Jed Michnowicz's Weblog

Webserver 7 and sun.com

Thursday Nov 06, 2008

This past summer, our team upgraded many of Sun's websites to Sun Webserver 7. This included www.sun.com, most of our "country" sites (uk.sun.com, cn.sun.com, etc) and most recently, www.java.com. In all, we upgraded approximately seven different server instances across 50 unique sites.

During the initial migration, we intentionally ignored some of the new features of Webserver 7. We knew the upgrade had the potential to make our life a lot easier, but we wanted to focus on stability before we started making significant changes. Over the past few months, I have fallen in love with Webserver 7 and the complex functionality you can pull off with some simple configuration tweaks. 

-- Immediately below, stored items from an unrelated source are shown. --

//! Typed boundary to the MI backend.
//!
//! The line-oriented MI transport and result-tree parsing live outside this
//! crate. Whatever implements [`DebuggerDriver`] is expected to decode raw MI
//! payloads into the closed types below exactly once, so the session core
//! never re-parses loosely typed trees.

use strum_macros::{Display, EnumString};
use uuid::Uuid;

use crate::session::error::Error;

/// Where a code breakpoint should be placed.
#[derive(Debug, Clone, PartialEq, Eq)]
pub enum BreakpointLocation {
    Function(String),
    Address(u64),
    Source {
        file: String,
        line: u32,
        column: Option<u32>,
    },
}

/// A user breakpoint request, before any backend interaction.
#[derive(Debug, Clone)]
pub struct BreakpointSpec {
    pub location: BreakpointLocation,
    pub condition: Option<String>,
    pub enabled: bool,
}

impl BreakpointSpec {
    pub fn at_function(name: impl Into<String>) -> Self {
        Self {
            location: BreakpointLocation::Function(name.into()),
            condition: None,
            enabled: true,
        }
    }

    pub fn at_source(file: impl Into<String>, line: u32) -> Self {
        Self {
            location: BreakpointLocation::Source {
                file: file.into(),
                line,
                column: None,
            },
            condition: None,
            enabled: true,
        }
    }

    pub fn at_address(address: u64) -> Self {
        Self {
            location: BreakpointLocation::Address(address),
            condition: None,
            enabled: true,
        }
    }
}

/// A data (watch) breakpoint request.
#[derive(Debug, Clone)]
pub struct WatchpointSpec {
    /// Address expression observed by the backend.
    pub expr: String,
    /// Watched region size in bytes.
    pub size: u32,
}

/// One concrete location reported by the backend for a breakpoint.
#[derive(Debug, Clone, Default)]
pub struct LocationInfo {
    /// Sub-number like "2.1" when the backend assigns one.
    pub number: Option<String>,
    pub address: Option<u64>,
    pub function: Option<String>,
    pub file: Option<String>,
    pub line: Option<u32>,
    pub column: Option<u32>,
    pub enabled: bool,
}

/// Decoded result of a breakpoint insert (or re-sync) command.
///
/// `Multiple` with an empty location list is the "<MULTIPLE>" sentinel case:
/// the backend admits there is more than one address but does not enumerate
/// them, so real addresses are discovered lazily from hits.
#[derive(Debug, Clone)]
pub enum BindOutcome {
    Error(String),
    Single {
        number: String,
        location: LocationInfo,
    },
    Multiple {
        number: String,
        locations: Vec<LocationInfo>,
    },
    PendingWarning {
        number: String,
        warning: String,
    },
}

impl BindOutcome {
    /// Backend-assigned breakpoint number, if the bind got far enough to have one.
    pub fn number(&self) -> Option<&str> {
        match self {
            BindOutcome::Error(_) => None,
            BindOutcome::Single { number, .. }
            | BindOutcome::Multiple { number, .. }
            | BindOutcome::PendingWarning { number, .. } => Some(number),
        }
    }
}

/// MI stop reason token.
#[derive(Debug, Clone, PartialEq, Eq, EnumString, Display)]
pub enum StopReason {
    #[strum(serialize = "breakpoint-hit")]
    BreakpointHit,
    #[strum(serialize = "watchpoint-trigger")]
    WatchpointTrigger,
    #[strum(serialize = "entry-point-hit")]
    EntryPointHit,
    #[strum(serialize = "end-stepping-range")]
    EndSteppingRange,
    #[strum(serialize = "function-finished")]
    FunctionFinished,
    #[strum(serialize = "signal-received")]
    SignalReceived,
    #[strum(serialize = "exception-received")]
    ExceptionReceived,
    #[strum(default)]
    Other(String),
}

/// Innermost frame attached to a stop notification.
#[derive(Debug, Clone, Default)]
pub struct FrameInfo {
    pub function: Option<String>,
    pub file: Option<String>,
    pub line: Option<u32>,
}

/// A `*stopped` notification, decoded.
#[derive(Debug, Clone, Default)]
pub struct StopPayload {
    pub reason: Option<StopReason>,
    pub thread_id: Option<u32>,
    pub breakpoint_number: Option<String>,
    pub address: Option<u64>,
    pub frame: Option<FrameInfo>,
    pub signal_name: Option<String>,
    pub signal_code: Option<u32>,
    pub signal_meaning: Option<String>,
    pub exception_name: Option<String>,
    pub exception_description: Option<String>,
}

/// How far an exception has propagated when the backend reports it.
#[derive(Debug, Clone, Copy, PartialEq, Eq, Default)]
pub enum ExceptionState {
    #[default]
    None,
    BreakThrown,
    BreakUserHandled,
}

/// Backend-specific exception classification.
#[derive(Debug, Clone, Default)]
pub struct ExceptionDetails {
    pub category: Option<Uuid>,
    pub state: ExceptionState,
}

/// Command surface of the MI backend, as seen by the session core.
///
/// Every method is called on the scheduler thread only. A returned `Err`
/// means the exchange itself failed (transport, malformed reply); an MI
/// `^error` on a bind is a regular [`BindOutcome::Error`] value.
pub trait DebuggerDriver {
    fn insert_breakpoint(&mut self, spec: &BreakpointSpec) -> Result<BindOutcome, Error>;
    fn insert_watchpoint(&mut self, spec: &WatchpointSpec) -> Result<BindOutcome, Error>;
    /// Re-query a known breakpoint, typically after a shared library load
    /// may have resolved a previously pending location.
    fn breakpoint_info(&mut self, number: &str) -> Result<BindOutcome, Error>;
    fn delete_breakpoint(&mut self, number: &str) -> Result<(), Error>;
    fn enable_breakpoint(&mut self, number: &str, enabled: bool) -> Result<(), Error>;
    fn set_condition(&mut self, number: &str, expr: &str) -> Result<(), Error>;

    fn resume(&mut self) -> Result<(), Error>;
    fn interrupt(&mut self) -> Result<(), Error>;

    /// Decode backend-specific exception category/state from a stop payload.
    fn decode_exception(&mut self, stop: &StopPayload) -> ExceptionDetails;
    /// Whether this signal stop is the backend pausing on our own interrupt
    /// request (SIGINT for gdb, SIGSTOP for some lldb setups).
    fn is_async_break_signal(&self, stop: &StopPayload) -> bool;
}
use crate::session::breakpoint::BreakpointId;

#[derive(Debug, thiserror::Error)]
pub enum Error {
    // --------------------------------- scheduler errors ------------------------------------------
    #[error("scheduler already closed")]
    SchedulerClosed,
    #[error("operation canceled")]
    OperationCanceled,

    // --------------------------------- protocol errors -------------------------------------------
    #[error("debugger command failed: {0}")]
    Command(String),
    #[error("breakpoint bind failed: {0}")]
    Bind(String),

    // --------------------------------- session entity not found ----------------------------------
    #[error("breakpoint {0} not found")]
    BreakpointNotFound(BreakpointId),

    // --------------------------------- generic errors --------------------------------------------
    #[error(transparent)]
    IO(#[from] std::io::Error),
    #[error("config parsing error: {0}")]
    ConfigParsing(#[from] toml::de::Error),

    // --------------------------------- third party errors ----------------------------------------
    #[error("hook: {0}")]
    Hook(anyhow::Error),
}

impl Error {
    /// Return a hint to an embedder - continue the session after error or tear it down.
    pub fn is_fatal(&self) -> bool {
        match self {
            Error::OperationCanceled => false,
            Error::Command(_) => false,
            Error::Bind(_) => false,
            Error::BreakpointNotFound(_) => false,
            Error::IO(_) => false,
            Error::ConfigParsing(_) => false,
            Error::Hook(_) => false,

            // the session thread is gone, nothing left to drive
            Error::SchedulerClosed => true,
        }
    }
}
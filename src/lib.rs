//! Control core of an MI debugger front-end.
//!
//! Drives an external GDB/LLDB-family backend over the MI protocol and
//! exposes blocking IDE-style operations on top of the asynchronous channel.
//! The crate is the engine a presentation adapter (DAP or similar) embeds;
//! MI text marshaling and transport stay on the adapter side, behind the
//! [`session::protocol::DebuggerDriver`] trait.

pub mod session;

pub use session::breakpoint::{BoundBreakpointView, BreakpointId, BreakpointView};
pub use session::config::SessionConfig;
pub use session::error::Error;
pub use session::protocol::{BindOutcome, BreakpointSpec, StopPayload, WatchpointSpec};
pub use session::{DebugSession, EventHook, ExceptionEvent};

(One trend you will notice is that none of these hacks would be possible without the "<If>" statement.)

Selective Expires

A group requested the ability to add an "Expires" header to certain content.  As an admin, this can be a nightmare since the list of files getting the expires header will constantly change over time.  Also, before big content updates, they should temporarily disable the expires header.  Using the "lookup" function, I can empower web publishers to control this setting.

Create a control file:

expires.txt
# days till expirations (must be an integer)
/images/file.jpg       1
/js/Menu.js            14
/im/never-updates.jpg  500
/js/gl.js              1

Add the following config to:

  • Add an expires header to any matched URI
  • Process updates to the control file in real-time
 <If lookup('expires.txt',$uri)>
  ObjectType fn="set-variable" 
     insert-srvhdrs="Expires: $(httpdate($time + (lookup('expires.txt',$uri)) * 86400))"
</If>

Backend Application Hand-off

Significant portions of our sites are serviced by a back-end application.  In the old days, our only option was to map the backend URI's in a config file processed with a custom NSAPI.  While this worked, it was not an elegant solution and resulted in delays as people wanted to shuffle content between the webserver and the back-end application.  With Webserver 7, we can perform a file stat to determine if we should serve content locally with webserver, or send the request to the backend.

<If not -f "$docroot/$path" and not -f "$docroot/$path/index.html" and not -f "$docroot/$path/index.jsp">
     NameTrans fn="map" from="/" name="passthrough-backend" to="http:/"
</If>

URI Rewrites

Some of our sites share the docroot for http and https content.  The SEO czars wanted to control the crawling of both http and https content.  To enable this, we used the "restart" function which is very similar to an apache "mod_rewrite".

 <Client security="true">
  <If $uri =~ '^/robots.txt'>
    NameTrans fn="restart" uri="/robots-ssl.txt"
  </If>
</Client>

Now we can restrict robots from crawling the https content. 

We also use restarts to maintain some legacy URL's that cannot be redirected.  Previously, we used a custom NSAPI module for this functionality which we happily EOL'd.